____ Task material

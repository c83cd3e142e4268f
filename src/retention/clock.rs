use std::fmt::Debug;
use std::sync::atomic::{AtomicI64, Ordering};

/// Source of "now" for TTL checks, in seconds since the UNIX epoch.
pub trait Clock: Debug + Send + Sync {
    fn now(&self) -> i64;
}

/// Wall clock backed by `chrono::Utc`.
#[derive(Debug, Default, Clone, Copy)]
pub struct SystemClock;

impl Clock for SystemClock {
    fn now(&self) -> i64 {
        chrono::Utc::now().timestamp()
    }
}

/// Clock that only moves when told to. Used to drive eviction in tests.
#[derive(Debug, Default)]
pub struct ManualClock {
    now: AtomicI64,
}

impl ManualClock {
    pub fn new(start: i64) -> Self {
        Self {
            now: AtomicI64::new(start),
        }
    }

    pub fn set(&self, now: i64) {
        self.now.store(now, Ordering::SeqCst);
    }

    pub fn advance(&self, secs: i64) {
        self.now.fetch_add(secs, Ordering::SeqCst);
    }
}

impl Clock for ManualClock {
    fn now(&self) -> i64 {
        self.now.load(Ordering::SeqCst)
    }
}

________
____ Task material

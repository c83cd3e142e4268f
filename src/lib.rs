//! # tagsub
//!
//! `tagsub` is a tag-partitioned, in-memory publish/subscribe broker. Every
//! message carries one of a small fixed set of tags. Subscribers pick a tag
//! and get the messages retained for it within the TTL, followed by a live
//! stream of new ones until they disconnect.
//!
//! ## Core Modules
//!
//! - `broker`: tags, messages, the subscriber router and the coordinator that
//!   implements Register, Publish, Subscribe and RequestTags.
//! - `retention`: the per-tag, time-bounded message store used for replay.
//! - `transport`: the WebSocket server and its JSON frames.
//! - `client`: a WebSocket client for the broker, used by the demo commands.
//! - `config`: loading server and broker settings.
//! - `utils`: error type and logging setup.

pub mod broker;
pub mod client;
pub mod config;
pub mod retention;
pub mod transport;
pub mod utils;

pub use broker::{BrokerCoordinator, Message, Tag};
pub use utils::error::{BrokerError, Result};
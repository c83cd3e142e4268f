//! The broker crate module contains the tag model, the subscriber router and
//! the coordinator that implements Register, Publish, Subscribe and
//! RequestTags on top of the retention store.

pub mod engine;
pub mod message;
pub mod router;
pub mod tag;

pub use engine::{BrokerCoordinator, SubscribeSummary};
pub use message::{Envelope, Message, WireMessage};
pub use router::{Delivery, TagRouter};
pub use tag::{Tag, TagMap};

________

[What this task involves]
Write only the number of lines in the material above where the string "RequestTags" occurs.

[Task solution]
2